10:45 AM - 11:15 AM
[SCG51-07] End-to-end tsunami inundation forecasting from observation data using convolutional neural networks
★Invited Papers
Keywords:Tsunami, Real-time forecasting, Machine learning
In this study, we verified the proposed method with a tsunami inundation waveform forecasting task near the Arahama elementary school (AES) in tsunami scenarios off Tohoku. The fault geometry in Fujii et al. (2013) was used, and various earthquake scenarios were generated by randomly changing the slip amount of sub-faults. Initial water level was calculated with Okada (1992), and the tsunami propagation and inundation were simulated with TUNAMI-N2 (Goto et al., 1997) to generate the training data for CNN. We prepared a total of 12,000 tsunami simulations and split the simulations into 10,000, 1,000, 1,000 cases for the training, validation, and test sets, respectively. The tsunami and geodetic observation points covering the forecasting site were considered as inputs, and we assumed that tsunami signals and ground heights could be obtained at tsunami and geodetic observation points, respectively. CNN in this study consists of 12 convolutional layers and 3 fully-connected layers. Since the consistent CNN architecture was employed, the number of feature values within the CNN increases according to the observation periods. The inputs for the CNN are tsunami signals and the constant vectors of ground heights with the same length, and a MSE between the ground truth waveform and forecasting for 2 hours is considered as the loss function for training.

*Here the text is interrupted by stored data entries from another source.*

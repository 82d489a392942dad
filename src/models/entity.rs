use std::collections::BTreeMap;

use chrono::{DateTime, NaiveDateTime, Utc};
use serde::{Deserialize, Serialize};
use serde_json::{Map, Number, Value};
use thiserror::Error;
use uuid::Uuid;

use super::kind::{AttrType, KindSpec};

/// Lifecycle keys managed by the entity itself. `update` silently skips
/// them; `restore` consumes them before reading domain attributes.
pub const PROTECTED_FIELDS: &[&str] = &["id", "created_at", "updated_at", "__class__"];

/// Model-layer errors.
#[derive(Debug, Error)]
pub enum ModelError {
    #[error("unknown kind {0:?}")]
    UnknownKind(String),

    #[error("attribute {name:?} expects {expected}, got {value}")]
    MalformedAttribute {
        name: String,
        expected: &'static str,
        value: String,
    },
}

fn malformed(name: &str, expected: &'static str, value: impl ToString) -> ModelError {
    ModelError::MalformedAttribute {
        name: name.to_string(),
        expected,
        value: value.to_string(),
    }
}

/// A single domain attribute value. The JSON form is untagged: numbers
/// persist as JSON numbers, strings as JSON strings, lists as JSON arrays.
#[derive(Debug, Clone, PartialEq, Serialize, Deserialize)]
#[serde(untagged)]
pub enum AttrValue {
    Int(i64),
    Float(f64),
    Str(String),
    StrList(Vec<String>),
}

impl AttrValue {
    /// Best-effort coercion for undeclared attributes: numeric-looking
    /// values become numbers, everything else stays a string.
    pub fn from_raw(raw: &str) -> Self {
        if let Ok(n) = raw.parse::<i64>() {
            return Self::Int(n);
        }
        if let Ok(f) = raw.parse::<f64>() {
            // "inf" and "NaN" parse as f64 but have no JSON form.
            if f.is_finite() {
                return Self::Float(f);
            }
        }
        Self::Str(raw.to_string())
    }

    /// Coerce a raw textual value to a declared type.
    fn coerce_raw(name: &str, ty: AttrType, raw: &str) -> Result<Self, ModelError> {
        match ty {
            AttrType::Str => Ok(Self::Str(raw.to_string())),
            AttrType::Int => raw
                .trim()
                .parse::<i64>()
                .map(Self::Int)
                .map_err(|_| malformed(name, ty.describe(), format!("{raw:?}"))),
            AttrType::Float => raw
                .trim()
                .parse::<f64>()
                .ok()
                .filter(|f| f.is_finite())
                .map(Self::Float)
                .ok_or_else(|| malformed(name, ty.describe(), format!("{raw:?}"))),
            AttrType::StrList => Err(malformed(name, ty.describe(), format!("{raw:?}"))),
        }
    }

    /// Coerce a persisted JSON value to a declared type. Numeric strings
    /// become numbers where the declaration is numeric.
    fn coerce_json(name: &str, ty: AttrType, value: &Value) -> Result<Self, ModelError> {
        let coerced = match (ty, value) {
            (AttrType::Str, Value::String(s)) => Some(Self::Str(s.clone())),
            (AttrType::Str, Value::Number(n)) => Some(Self::Str(n.to_string())),
            (AttrType::Int, Value::Number(n)) => n
                .as_i64()
                .or_else(|| n.as_f64().filter(|f| f.fract() == 0.0).map(|f| f as i64))
                .map(Self::Int),
            (AttrType::Int, Value::String(s)) => s.trim().parse::<i64>().ok().map(Self::Int),
            (AttrType::Float, Value::Number(n)) => {
                n.as_f64().filter(|f| f.is_finite()).map(Self::Float)
            }
            (AttrType::Float, Value::String(s)) => s
                .trim()
                .parse::<f64>()
                .ok()
                .filter(|f| f.is_finite())
                .map(Self::Float),
            (AttrType::StrList, Value::Array(items)) => items
                .iter()
                .map(|item| item.as_str().map(str::to_string))
                .collect::<Option<Vec<_>>>()
                .map(Self::StrList),
            _ => None,
        };
        coerced.ok_or_else(|| malformed(name, ty.describe(), value))
    }

    /// Type a persisted JSON value with no declaration from its shape alone.
    fn from_json(name: &str, value: &Value) -> Result<Self, ModelError> {
        match value {
            Value::Number(n) => n
                .as_i64()
                .map(Self::Int)
                .or_else(|| n.as_f64().filter(|f| f.is_finite()).map(Self::Float))
                .ok_or_else(|| malformed(name, "a finite number", value)),
            Value::String(s) => Ok(Self::Str(s.clone())),
            Value::Array(items) => items
                .iter()
                .map(|item| item.as_str().map(str::to_string))
                .collect::<Option<Vec<_>>>()
                .map(Self::StrList)
                .ok_or_else(|| malformed(name, "a string list", value)),
            _ => Err(malformed(name, "a string, number, or string list", value)),
        }
    }

    fn to_json(&self) -> Value {
        match self {
            Self::Int(n) => Value::Number((*n).into()),
            // Finite by construction; Null is unreachable.
            Self::Float(f) => Number::from_f64(*f).map(Value::Number).unwrap_or(Value::Null),
            Self::Str(s) => Value::String(s.clone()),
            Self::StrList(items) => {
                Value::Array(items.iter().cloned().map(Value::String).collect())
            }
        }
    }
}

/// One instance of a domain kind.
///
/// Every entity carries an opaque globally-unique `id` (immutable after
/// creation), `created_at` (set once) and `updated_at` (refreshed by
/// [`Entity::touch`] on every persisted mutation), plus the domain
/// attributes declared by its [`KindSpec`] and any overflow attributes
/// found in a persisted document.
#[derive(Debug, Clone, PartialEq)]
pub struct Entity {
    kind: &'static KindSpec,
    id: String,
    created_at: DateTime<Utc>,
    updated_at: DateTime<Utc>,
    attrs: BTreeMap<String, AttrValue>,
}

impl Entity {
    /// Fresh entity: new identity, both timestamps at now, declared
    /// attributes at their defaults.
    pub fn new(kind: &'static KindSpec) -> Self {
        let now = Utc::now();
        let attrs = kind
            .fields
            .iter()
            .map(|f| (f.name.to_string(), f.ty.default_value()))
            .collect();
        Self {
            kind,
            id: Uuid::new_v4().to_string(),
            created_at: now,
            updated_at: now,
            attrs,
        }
    }

    /// Rebuild an entity from a persisted attribute mapping.
    ///
    /// `id`, `created_at` and `updated_at` are required and consumed
    /// verbatim; identity and timestamps are never regenerated here.
    /// Declared attributes are coerced to their declared type; unrecognized
    /// keys become extra domain attributes typed from their JSON shape.
    pub fn restore(kind: &'static KindSpec, doc: &Map<String, Value>) -> Result<Self, ModelError> {
        let id = doc
            .get("id")
            .and_then(Value::as_str)
            .ok_or_else(|| malformed("id", "an identity string", doc.get("id").unwrap_or(&Value::Null)))?
            .to_string();
        let created_at = parse_timestamp("created_at", doc)?;
        let updated_at = parse_timestamp("updated_at", doc)?;

        let mut attrs = BTreeMap::new();
        for (key, value) in doc {
            if PROTECTED_FIELDS.contains(&key.as_str()) {
                continue;
            }
            let parsed = match kind.field(key) {
                Some(field) => AttrValue::coerce_json(key, field.ty, value)?,
                None => AttrValue::from_json(key, value)?,
            };
            attrs.insert(key.clone(), parsed);
        }
        // Declared attributes absent from the document fall back to defaults.
        for field in kind.fields {
            attrs
                .entry(field.name.to_string())
                .or_insert_with(|| field.ty.default_value());
        }

        Ok(Self {
            kind,
            id,
            created_at,
            updated_at,
            attrs,
        })
    }

    pub fn kind_name(&self) -> &'static str {
        self.kind.name
    }

    pub fn id(&self) -> &str {
        &self.id
    }

    pub fn created_at(&self) -> DateTime<Utc> {
        self.created_at
    }

    pub fn updated_at(&self) -> DateTime<Utc> {
        self.updated_at
    }

    pub fn attr(&self, name: &str) -> Option<&AttrValue> {
        self.attrs.get(name)
    }

    /// Composite storage key, `Kind.id`.
    pub fn key(&self) -> String {
        format!("{}.{}", self.kind.name, self.id)
    }

    /// Refresh `updated_at`. Called by every mutating operation that is
    /// meant to persist.
    pub fn touch(&mut self) {
        self.updated_at = Utc::now();
    }

    /// Set one attribute from its textual form.
    ///
    /// Protected lifecycle fields are silently skipped. Declared attributes
    /// coerce to their declared type; undeclared attributes get best-effort
    /// numeric coercion and are created if absent.
    pub fn set_attr(&mut self, name: &str, raw: &str) -> Result<(), ModelError> {
        if PROTECTED_FIELDS.contains(&name) {
            return Ok(());
        }
        let value = match self.kind.field(name) {
            Some(field) => AttrValue::coerce_raw(name, field.ty, raw)?,
            None => AttrValue::from_raw(raw),
        };
        self.attrs.insert(name.to_string(), value);
        Ok(())
    }

    /// Serialized attribute mapping: lifecycle fields with RFC 3339
    /// timestamps, the `__class__` marker, and every domain attribute.
    /// Key order is stable per kind.
    pub fn to_document(&self) -> Map<String, Value> {
        let mut doc = Map::new();
        doc.insert("__class__".into(), Value::String(self.kind.name.into()));
        doc.insert("id".into(), Value::String(self.id.clone()));
        doc.insert(
            "created_at".into(),
            Value::String(self.created_at.to_rfc3339()),
        );
        doc.insert(
            "updated_at".into(),
            Value::String(self.updated_at.to_rfc3339()),
        );
        for (name, value) in &self.attrs {
            doc.insert(name.clone(), value.to_json());
        }
        doc
    }

    /// Human-readable form, `[Kind] (id) {attributes}`. Display only, never
    /// parsed back.
    pub fn describe(&self) -> String {
        format!(
            "[{}] ({}) {}",
            self.kind.name,
            self.id,
            Value::Object(self.to_document())
        )
    }
}

fn parse_timestamp(name: &str, doc: &Map<String, Value>) -> Result<DateTime<Utc>, ModelError> {
    let value = doc.get(name).unwrap_or(&Value::Null);
    let text = value
        .as_str()
        .ok_or_else(|| malformed(name, "a timestamp string", value))?;
    if let Ok(dt) = DateTime::parse_from_rfc3339(text) {
        return Ok(dt.with_timezone(&Utc));
    }
    // Offset-less ISO form written by older tooling; read as UTC.
    NaiveDateTime::parse_from_str(text, "%Y-%m-%dT%H:%M:%S%.f")
        .map(|dt| dt.and_utc())
        .map_err(|_| malformed(name, "a timestamp string", value))
}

We first confirmed the capability of the CNN using 1,000 synthetic tsunami data. When only tsunami signals were used as inputs, the forecasting accuracy was improved with longer observation periods; however, equivalent accuracy with only 30 min tsunami observations could be achieved with 5 min tsunami and geodetic observations. An additional analysis found that this improved accuracy corresponded to the improved accuracy in the initial ground height estimations. In this test, the CNN forecasted the maximum tsunami height with the errors of several percent and required only several seconds with 1 node CPU for forecasting including I/O. Additional sensitivity test, which removed certain input signals and investigated changes in forecasting, revealed that the CNN automatically learned the important observation points following tsunami propagations and that the CNN required only a partial of observation points near the forecasting site, demonstrating the feature of the proposed method that does not require source estimations.
We then verified the method using real observation data in the 2011 Tsunami using the CNN trained on the same 10,000 synthetic tsunamis but with the observation setting at that time. In addition to the inundation forecasting near the AES, a complementary forecasting at Sendai New Port (SNP) where had time series data was also conducted. In this test, the forecasting performance of the CNN is observed with changing the observation periods from 10 to 40 minutes. The CNN with 35 min or more observations provided reasonable forecasting both at AES and SNP that are consistent with the tsunami height traces. The accuracy in tsunami arrival time had sufficient quality to provide information for prompting evacuations; however, the forecasted arrival timing was several minutes faster than the actual arrivals. The simplified tsunami data generation process which did not consider effects of rupture propagations of faults can be considered as a cause of this error. CNN trained on much more various tsunami scenarios has the potential to provide more accurate tsunami inundation forecasting with sufficient forecasting speed.